┌─ LISTED ENTRIES

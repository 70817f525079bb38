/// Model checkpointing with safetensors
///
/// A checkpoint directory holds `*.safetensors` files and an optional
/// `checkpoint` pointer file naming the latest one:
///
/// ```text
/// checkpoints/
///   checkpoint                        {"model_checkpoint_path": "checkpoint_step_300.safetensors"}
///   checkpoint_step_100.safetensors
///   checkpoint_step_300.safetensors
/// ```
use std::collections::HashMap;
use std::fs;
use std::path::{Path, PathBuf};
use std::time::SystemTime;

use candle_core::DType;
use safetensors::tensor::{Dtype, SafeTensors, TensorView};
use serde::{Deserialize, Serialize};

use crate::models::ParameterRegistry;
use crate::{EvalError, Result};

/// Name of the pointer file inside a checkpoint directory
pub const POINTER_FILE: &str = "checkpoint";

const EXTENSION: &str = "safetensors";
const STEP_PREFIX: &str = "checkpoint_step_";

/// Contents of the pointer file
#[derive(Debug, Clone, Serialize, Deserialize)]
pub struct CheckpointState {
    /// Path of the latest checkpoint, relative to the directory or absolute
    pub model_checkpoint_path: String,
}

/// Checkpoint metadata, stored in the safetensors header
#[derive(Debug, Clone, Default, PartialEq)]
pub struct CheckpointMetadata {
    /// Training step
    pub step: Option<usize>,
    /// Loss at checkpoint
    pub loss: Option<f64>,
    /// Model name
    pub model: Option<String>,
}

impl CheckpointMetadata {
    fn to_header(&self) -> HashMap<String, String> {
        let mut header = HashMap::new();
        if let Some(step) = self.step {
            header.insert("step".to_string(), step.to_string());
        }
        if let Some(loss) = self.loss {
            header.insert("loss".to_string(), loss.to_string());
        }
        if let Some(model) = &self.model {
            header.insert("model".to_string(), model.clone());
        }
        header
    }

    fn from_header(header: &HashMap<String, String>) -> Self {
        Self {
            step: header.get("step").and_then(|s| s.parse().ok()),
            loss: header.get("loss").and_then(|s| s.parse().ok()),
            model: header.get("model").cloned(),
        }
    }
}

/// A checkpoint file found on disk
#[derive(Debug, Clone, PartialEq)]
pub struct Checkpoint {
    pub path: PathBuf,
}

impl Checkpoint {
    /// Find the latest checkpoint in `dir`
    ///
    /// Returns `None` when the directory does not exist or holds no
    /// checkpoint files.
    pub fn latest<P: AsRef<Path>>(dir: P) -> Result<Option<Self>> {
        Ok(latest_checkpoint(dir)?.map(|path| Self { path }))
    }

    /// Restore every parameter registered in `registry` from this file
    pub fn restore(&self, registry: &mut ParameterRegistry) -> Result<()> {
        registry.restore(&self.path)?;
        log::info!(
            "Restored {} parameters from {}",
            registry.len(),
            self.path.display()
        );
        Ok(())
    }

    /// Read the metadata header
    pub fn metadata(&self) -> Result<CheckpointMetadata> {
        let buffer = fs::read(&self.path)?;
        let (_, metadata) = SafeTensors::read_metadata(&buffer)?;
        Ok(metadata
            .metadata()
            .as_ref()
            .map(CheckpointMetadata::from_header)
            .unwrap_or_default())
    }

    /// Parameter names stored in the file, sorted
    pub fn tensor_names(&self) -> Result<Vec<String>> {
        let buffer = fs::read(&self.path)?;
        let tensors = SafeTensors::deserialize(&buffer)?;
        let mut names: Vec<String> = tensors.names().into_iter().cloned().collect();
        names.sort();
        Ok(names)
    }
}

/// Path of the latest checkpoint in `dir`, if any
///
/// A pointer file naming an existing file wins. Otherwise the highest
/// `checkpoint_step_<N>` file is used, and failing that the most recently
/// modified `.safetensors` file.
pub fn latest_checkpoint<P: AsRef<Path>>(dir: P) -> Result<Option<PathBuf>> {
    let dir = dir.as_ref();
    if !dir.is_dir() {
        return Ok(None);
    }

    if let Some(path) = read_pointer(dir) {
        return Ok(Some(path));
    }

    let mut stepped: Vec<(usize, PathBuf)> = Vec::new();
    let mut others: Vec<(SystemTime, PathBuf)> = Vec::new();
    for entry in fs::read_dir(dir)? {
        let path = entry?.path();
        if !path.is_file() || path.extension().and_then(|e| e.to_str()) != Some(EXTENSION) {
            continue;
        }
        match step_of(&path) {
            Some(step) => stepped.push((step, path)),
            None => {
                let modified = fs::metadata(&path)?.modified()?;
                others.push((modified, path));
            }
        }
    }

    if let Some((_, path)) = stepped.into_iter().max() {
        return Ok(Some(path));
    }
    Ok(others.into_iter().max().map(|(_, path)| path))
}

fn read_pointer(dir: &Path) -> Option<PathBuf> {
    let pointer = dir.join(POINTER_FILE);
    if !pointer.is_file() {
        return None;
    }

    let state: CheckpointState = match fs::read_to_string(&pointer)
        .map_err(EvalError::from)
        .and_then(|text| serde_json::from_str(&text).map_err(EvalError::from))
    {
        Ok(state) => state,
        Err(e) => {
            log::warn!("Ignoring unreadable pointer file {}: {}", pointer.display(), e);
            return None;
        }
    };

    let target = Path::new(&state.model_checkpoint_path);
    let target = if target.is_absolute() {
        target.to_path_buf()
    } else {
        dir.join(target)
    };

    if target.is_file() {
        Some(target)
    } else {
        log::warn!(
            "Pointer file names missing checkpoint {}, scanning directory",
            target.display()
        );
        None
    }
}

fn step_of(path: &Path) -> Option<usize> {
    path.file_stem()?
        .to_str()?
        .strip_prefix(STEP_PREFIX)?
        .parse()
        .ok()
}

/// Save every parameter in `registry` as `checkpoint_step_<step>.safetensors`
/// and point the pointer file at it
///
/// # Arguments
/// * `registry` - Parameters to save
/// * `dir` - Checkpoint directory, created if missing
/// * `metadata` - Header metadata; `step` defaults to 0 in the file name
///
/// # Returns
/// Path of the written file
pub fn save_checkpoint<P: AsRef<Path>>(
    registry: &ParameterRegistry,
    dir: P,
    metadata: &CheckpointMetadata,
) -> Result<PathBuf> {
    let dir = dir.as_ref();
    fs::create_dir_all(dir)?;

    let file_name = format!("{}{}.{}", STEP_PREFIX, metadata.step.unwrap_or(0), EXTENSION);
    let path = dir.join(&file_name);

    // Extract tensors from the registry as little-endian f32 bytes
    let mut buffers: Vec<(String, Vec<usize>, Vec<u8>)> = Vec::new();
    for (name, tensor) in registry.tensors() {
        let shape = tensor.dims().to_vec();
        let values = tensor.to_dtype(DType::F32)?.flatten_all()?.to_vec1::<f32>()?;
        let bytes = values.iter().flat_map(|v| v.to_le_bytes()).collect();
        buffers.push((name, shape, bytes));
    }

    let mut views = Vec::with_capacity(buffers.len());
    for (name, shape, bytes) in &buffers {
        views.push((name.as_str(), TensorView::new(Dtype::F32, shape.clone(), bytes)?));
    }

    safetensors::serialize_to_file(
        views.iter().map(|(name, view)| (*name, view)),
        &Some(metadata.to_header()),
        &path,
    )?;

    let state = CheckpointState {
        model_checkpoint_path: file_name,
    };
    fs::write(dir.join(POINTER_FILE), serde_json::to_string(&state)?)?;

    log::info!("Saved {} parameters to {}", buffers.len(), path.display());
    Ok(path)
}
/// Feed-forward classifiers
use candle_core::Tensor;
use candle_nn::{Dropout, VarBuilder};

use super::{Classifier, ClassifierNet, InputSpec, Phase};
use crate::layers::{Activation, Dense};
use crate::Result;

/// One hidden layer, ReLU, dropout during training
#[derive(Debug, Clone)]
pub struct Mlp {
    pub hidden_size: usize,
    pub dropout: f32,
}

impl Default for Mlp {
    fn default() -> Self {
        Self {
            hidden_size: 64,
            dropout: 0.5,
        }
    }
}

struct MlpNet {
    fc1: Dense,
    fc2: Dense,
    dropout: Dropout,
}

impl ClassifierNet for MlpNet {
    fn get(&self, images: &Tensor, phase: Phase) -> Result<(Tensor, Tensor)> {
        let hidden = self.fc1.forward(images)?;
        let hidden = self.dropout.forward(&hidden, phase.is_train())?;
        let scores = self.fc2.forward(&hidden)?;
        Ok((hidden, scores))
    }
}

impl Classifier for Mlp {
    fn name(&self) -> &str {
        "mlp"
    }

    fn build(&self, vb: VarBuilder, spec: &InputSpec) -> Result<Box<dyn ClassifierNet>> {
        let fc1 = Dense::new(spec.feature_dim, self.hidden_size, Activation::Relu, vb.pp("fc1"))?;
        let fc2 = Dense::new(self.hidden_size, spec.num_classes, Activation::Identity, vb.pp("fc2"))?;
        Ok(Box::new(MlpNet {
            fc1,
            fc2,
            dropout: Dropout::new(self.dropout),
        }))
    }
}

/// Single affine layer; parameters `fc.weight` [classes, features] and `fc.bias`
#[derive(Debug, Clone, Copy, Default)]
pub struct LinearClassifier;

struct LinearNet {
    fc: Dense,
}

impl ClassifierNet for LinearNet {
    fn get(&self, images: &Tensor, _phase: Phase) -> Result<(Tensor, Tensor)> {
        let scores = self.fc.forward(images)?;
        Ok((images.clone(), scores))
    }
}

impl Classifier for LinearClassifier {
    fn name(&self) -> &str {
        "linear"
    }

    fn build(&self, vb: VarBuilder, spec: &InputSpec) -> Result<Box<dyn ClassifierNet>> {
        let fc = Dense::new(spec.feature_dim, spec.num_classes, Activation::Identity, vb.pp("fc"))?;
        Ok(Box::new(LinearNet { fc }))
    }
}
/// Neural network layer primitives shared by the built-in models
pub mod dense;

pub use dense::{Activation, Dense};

└─
┌─ LISTED ENTRIES

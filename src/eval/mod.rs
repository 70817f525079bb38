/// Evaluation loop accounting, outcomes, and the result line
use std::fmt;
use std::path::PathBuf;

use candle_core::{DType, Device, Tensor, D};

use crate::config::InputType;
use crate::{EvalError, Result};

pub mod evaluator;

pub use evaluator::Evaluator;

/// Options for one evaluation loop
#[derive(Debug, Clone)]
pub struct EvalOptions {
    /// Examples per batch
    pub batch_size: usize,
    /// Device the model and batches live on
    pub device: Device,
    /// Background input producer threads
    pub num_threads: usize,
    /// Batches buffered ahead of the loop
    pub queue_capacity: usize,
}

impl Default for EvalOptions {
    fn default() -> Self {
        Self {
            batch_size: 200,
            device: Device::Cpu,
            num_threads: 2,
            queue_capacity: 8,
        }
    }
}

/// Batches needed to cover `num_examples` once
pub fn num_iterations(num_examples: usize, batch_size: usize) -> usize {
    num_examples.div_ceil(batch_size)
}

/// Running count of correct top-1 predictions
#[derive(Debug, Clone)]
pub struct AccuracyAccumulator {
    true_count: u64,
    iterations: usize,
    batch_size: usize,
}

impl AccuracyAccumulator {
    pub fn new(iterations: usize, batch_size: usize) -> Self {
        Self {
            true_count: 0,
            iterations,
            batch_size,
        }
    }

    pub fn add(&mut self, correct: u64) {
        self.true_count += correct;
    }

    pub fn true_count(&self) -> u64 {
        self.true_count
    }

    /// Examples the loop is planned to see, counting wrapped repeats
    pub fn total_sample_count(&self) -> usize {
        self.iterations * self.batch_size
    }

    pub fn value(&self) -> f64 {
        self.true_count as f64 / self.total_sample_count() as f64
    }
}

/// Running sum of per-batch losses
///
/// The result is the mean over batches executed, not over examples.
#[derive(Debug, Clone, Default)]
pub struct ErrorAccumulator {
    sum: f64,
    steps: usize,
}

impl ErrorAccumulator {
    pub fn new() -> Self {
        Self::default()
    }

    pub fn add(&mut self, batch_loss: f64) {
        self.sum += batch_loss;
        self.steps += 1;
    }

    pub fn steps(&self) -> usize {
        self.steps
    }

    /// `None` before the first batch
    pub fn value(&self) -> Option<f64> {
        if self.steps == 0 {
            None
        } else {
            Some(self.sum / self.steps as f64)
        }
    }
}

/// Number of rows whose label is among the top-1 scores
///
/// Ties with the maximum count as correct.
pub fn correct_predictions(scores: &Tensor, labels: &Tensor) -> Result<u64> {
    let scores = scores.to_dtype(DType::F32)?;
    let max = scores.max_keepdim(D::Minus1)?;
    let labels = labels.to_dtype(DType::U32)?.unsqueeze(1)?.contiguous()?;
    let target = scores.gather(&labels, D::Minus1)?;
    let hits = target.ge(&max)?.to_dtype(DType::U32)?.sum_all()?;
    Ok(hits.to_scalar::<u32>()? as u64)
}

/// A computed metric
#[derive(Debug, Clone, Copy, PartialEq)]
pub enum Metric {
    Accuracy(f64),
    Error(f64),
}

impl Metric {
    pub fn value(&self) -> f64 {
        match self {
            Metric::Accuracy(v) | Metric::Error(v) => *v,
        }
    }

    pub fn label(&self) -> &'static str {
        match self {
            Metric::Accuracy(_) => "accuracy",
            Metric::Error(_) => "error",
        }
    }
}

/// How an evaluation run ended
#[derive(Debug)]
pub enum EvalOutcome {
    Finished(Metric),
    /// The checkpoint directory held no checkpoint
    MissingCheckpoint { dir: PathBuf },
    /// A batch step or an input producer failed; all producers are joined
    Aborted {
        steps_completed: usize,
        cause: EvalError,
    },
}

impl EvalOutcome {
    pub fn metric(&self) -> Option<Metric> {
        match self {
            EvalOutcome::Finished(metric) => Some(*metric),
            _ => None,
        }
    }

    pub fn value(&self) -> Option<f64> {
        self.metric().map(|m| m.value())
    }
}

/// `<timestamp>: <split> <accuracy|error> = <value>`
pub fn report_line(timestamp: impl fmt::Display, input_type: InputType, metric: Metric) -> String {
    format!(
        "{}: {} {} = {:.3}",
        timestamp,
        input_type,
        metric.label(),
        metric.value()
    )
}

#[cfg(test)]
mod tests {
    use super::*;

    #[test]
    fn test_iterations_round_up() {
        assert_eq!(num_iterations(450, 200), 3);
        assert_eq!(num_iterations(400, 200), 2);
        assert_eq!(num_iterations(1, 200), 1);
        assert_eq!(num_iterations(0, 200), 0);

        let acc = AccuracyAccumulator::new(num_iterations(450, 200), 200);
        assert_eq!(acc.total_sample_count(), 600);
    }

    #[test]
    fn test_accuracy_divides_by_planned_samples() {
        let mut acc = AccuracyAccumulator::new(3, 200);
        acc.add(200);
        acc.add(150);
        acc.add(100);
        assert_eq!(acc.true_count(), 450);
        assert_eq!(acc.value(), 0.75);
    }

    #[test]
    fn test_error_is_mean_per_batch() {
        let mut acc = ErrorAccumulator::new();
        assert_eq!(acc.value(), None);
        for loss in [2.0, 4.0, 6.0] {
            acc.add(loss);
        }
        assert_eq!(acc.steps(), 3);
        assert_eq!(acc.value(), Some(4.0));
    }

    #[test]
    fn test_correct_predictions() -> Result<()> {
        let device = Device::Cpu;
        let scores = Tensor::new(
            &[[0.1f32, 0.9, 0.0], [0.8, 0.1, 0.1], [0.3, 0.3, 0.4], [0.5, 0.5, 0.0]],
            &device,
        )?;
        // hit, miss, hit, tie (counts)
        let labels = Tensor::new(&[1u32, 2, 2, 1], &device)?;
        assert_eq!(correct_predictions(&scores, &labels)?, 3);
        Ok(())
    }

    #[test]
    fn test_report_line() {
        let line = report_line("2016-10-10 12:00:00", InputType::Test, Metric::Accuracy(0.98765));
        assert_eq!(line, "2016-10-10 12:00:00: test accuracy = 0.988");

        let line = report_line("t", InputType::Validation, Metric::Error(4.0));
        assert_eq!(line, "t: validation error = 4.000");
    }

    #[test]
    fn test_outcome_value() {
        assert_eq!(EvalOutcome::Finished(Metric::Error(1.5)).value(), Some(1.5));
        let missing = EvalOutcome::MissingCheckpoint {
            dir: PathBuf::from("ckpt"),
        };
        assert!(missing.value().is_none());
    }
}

└─
┌─ LISTED ENTRIES

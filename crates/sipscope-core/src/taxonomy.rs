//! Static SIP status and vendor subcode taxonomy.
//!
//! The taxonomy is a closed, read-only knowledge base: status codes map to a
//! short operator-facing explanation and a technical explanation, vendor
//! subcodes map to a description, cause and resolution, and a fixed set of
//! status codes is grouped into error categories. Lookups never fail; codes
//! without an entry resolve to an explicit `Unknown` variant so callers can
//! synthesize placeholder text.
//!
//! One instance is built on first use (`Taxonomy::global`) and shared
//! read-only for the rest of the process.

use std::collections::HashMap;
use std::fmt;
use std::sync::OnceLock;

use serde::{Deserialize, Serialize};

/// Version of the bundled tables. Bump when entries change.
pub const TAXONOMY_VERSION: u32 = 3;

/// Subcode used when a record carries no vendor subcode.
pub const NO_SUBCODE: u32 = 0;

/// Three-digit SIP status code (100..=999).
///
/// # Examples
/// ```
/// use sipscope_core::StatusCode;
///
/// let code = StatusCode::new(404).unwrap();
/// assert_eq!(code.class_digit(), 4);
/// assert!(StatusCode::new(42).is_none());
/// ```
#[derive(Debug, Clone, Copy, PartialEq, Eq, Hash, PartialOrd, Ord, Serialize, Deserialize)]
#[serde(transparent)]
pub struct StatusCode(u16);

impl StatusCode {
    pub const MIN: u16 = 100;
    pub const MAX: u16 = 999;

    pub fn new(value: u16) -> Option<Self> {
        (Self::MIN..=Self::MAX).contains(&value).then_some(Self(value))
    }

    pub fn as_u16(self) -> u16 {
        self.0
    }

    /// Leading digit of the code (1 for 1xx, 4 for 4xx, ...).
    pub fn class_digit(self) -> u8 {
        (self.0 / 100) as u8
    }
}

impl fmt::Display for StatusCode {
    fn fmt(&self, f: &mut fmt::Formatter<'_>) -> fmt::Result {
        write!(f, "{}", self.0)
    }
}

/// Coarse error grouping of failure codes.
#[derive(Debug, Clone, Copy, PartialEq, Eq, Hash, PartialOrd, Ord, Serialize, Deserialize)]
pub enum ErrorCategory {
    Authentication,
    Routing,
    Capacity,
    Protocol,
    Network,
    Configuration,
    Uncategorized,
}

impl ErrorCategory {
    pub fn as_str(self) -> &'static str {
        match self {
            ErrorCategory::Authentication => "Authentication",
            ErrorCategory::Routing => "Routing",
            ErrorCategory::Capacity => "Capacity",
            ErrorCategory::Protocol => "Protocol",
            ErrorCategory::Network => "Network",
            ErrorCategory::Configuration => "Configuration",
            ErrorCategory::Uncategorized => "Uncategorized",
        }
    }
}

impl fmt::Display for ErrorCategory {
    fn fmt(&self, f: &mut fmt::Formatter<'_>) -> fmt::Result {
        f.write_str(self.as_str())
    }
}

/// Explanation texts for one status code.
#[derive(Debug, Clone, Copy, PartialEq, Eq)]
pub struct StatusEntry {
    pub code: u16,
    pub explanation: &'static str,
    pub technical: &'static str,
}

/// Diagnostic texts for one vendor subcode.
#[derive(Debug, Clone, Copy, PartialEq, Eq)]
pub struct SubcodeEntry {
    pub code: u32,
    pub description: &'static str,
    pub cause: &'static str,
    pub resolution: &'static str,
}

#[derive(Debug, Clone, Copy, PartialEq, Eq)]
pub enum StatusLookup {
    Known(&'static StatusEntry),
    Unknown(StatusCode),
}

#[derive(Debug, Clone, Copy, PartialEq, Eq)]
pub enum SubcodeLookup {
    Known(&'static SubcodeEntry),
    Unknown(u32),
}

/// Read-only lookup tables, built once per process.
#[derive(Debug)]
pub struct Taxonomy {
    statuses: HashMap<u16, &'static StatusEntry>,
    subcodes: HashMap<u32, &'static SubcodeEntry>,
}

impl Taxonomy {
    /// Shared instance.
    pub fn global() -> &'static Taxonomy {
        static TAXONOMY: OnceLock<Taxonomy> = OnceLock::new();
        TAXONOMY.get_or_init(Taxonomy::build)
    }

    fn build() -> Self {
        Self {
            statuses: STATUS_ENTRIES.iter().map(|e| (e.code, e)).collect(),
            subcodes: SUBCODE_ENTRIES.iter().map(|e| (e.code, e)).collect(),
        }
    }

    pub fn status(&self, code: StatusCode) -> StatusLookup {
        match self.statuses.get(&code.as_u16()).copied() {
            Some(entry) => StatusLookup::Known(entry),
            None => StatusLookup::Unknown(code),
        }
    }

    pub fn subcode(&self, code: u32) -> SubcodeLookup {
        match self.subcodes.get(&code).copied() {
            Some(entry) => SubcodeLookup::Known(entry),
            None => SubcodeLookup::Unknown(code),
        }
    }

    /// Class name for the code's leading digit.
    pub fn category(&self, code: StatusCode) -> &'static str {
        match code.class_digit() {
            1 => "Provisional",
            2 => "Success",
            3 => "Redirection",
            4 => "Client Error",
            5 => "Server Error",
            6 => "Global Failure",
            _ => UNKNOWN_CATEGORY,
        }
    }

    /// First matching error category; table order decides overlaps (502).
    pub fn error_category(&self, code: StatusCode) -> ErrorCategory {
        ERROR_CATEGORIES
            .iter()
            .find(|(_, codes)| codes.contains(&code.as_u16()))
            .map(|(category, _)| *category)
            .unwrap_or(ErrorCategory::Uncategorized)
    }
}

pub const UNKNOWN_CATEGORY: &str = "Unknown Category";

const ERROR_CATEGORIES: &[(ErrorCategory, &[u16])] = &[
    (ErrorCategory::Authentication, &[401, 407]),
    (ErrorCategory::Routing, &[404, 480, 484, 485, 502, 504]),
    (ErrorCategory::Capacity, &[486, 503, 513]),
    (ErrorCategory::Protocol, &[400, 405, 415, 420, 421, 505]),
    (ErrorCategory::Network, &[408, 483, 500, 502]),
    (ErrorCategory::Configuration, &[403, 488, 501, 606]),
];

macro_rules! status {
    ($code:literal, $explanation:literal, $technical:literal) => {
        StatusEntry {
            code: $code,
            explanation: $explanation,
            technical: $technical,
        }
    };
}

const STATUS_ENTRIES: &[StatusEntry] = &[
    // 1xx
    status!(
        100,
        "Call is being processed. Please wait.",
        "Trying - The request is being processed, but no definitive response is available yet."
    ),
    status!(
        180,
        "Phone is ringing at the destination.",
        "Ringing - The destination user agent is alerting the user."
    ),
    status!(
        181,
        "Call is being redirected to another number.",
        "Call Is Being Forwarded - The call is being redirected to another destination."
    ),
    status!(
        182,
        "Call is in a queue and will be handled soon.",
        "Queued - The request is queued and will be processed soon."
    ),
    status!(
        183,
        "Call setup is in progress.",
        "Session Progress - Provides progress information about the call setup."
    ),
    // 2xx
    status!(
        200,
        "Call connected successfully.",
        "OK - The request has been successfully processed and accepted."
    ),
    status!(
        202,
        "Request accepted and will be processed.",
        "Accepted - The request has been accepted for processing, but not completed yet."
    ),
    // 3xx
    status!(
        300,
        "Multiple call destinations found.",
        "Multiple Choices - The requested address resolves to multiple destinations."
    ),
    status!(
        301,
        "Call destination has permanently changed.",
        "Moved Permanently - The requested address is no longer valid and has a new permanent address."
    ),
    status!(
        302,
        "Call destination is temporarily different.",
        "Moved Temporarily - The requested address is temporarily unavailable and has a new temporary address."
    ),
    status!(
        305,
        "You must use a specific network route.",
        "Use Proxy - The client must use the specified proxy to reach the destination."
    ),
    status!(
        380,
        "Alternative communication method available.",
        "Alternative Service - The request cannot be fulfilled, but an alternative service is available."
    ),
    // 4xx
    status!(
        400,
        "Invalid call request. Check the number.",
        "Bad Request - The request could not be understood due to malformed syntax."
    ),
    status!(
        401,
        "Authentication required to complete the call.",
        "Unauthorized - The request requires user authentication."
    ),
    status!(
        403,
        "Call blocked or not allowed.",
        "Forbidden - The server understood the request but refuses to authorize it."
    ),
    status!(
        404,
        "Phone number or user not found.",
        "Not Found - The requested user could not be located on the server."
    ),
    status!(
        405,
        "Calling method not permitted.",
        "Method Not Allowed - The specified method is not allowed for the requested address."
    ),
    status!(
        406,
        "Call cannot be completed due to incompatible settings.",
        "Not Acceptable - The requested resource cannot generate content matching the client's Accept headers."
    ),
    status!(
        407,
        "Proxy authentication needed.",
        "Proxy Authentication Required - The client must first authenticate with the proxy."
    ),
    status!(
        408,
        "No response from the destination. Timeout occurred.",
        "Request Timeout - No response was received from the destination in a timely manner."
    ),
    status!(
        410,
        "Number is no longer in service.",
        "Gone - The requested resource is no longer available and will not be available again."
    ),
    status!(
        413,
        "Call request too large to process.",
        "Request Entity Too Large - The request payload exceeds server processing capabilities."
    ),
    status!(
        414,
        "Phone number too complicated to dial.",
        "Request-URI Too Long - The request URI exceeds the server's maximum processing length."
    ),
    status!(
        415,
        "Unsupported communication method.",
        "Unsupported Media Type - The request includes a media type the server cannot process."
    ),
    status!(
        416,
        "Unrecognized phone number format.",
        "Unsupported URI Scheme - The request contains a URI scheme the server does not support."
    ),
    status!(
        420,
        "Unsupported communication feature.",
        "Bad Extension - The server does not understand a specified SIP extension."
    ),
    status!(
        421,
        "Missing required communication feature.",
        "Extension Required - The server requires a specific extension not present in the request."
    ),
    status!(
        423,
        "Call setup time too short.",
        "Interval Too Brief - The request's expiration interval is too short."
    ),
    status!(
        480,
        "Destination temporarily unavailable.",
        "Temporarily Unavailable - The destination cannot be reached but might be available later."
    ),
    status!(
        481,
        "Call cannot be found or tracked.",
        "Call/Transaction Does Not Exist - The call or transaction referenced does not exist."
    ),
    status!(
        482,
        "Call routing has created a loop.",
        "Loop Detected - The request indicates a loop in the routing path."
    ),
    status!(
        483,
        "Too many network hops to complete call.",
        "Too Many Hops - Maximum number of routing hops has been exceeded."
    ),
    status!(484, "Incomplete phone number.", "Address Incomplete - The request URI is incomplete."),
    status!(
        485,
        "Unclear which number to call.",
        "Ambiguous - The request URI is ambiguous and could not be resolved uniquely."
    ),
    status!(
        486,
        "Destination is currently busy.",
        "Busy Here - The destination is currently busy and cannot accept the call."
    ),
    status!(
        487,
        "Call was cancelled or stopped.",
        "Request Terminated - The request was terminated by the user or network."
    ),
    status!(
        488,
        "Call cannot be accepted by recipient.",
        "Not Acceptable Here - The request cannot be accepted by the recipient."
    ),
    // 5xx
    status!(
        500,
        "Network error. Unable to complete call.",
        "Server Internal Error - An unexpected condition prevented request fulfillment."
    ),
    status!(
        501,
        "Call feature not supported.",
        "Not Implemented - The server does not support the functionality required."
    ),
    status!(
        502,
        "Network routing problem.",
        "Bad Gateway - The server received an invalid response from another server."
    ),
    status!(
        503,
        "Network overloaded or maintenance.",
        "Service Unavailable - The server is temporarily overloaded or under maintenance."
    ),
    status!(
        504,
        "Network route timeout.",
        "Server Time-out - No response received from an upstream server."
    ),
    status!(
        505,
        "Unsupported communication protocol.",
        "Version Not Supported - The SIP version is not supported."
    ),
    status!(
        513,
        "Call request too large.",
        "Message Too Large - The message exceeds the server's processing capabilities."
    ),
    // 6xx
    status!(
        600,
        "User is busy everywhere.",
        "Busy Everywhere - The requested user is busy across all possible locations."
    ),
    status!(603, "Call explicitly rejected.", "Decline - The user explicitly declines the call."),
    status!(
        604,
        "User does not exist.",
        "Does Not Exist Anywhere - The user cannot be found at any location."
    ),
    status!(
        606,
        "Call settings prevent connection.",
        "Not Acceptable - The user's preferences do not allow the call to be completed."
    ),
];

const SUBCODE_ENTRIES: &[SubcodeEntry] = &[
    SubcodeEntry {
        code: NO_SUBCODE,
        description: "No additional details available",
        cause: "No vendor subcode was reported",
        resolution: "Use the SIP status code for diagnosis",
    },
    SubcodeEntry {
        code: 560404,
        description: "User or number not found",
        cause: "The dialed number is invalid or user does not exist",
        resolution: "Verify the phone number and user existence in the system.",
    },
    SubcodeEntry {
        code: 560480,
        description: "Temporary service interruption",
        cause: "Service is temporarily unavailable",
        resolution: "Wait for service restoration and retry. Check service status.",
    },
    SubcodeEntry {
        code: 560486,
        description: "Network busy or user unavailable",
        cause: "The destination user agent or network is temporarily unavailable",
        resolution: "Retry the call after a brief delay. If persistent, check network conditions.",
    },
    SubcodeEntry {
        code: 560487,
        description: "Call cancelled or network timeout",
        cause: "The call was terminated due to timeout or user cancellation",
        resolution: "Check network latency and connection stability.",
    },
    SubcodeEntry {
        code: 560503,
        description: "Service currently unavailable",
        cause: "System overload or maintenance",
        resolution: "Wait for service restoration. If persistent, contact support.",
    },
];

└─

** ASSIGNMENT **
Read the listing above, then copy every line that includes the string "specific".

** EXERCISE ANSWER **
        "You must use a specific network route.",
        "Extension Required - The server requires a specific extension not present in the request."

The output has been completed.